■ REQUIRED ACTION
Using the entries below, output each line exactly from the first through the one that contains "with the external".

■ RECORDS FOR THE TASK
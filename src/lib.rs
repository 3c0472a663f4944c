//! # Edge Sentry
//!
//! Core library for a small fleet of camera-equipped edge devices that warn when a
//! forklift and a person share the scene, record those incidents, and are operated
//! remotely from a controller console.
//!
//! ## Crate Structure
//!
//! - **`capture`**: the per-device real-time loop (grab, detect, actuate, record,
//!   publish) and the `CaptureState` it shares with the command server.
//! - **`detection`**: detection results, the versioned label contract with the external
//!   detector, the actuator policy and box overlays.
//! - **`recording`**: the hysteresis recording state machine, container writers and the
//!   store serving finished recordings.
//! - **`network`**: the line-delimited JSON protocol and the device command server.
//! - **`fleet`**: controller-side device connections, reconnection, fan-out and frame
//!   polling.
//! - **`hardware`**: capability traits for camera, detector, actuator, preview encoder
//!   and host control, plus mock implementations.
//! - **`daemon`**: assembly of the device process.
//! - **`console`**: the stdin operator console of the fleet controller.
//! - **`config`**, **`logging`**, **`error`**: the ambient configuration, tracing and
//!   error types.

pub mod capture;
pub mod config;
pub mod console;
pub mod daemon;
pub mod detection;
pub mod error;
pub mod fleet;
pub mod hardware;
pub mod logging;
pub mod network;
pub mod recording;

■ COMPLETED EXERCISE
filename src/lib.rs
repository 3c0472a663f4944c
//! # Edge Sentry
//!
//! Core library for a small fleet of camera-equipped edge devices that warn when a
//! forklift and a person share the scene, record those incidents, and are operated
//! remotely from a controller console.
//!
//! ## Crate Structure
//!
//! - **`capture`**: the per-device real-time loop (grab, detect, actuate, record,
//!   publish) and the `CaptureState` it shares with the command server.
//! - **`detection`**: detection results, the versioned label contract with the external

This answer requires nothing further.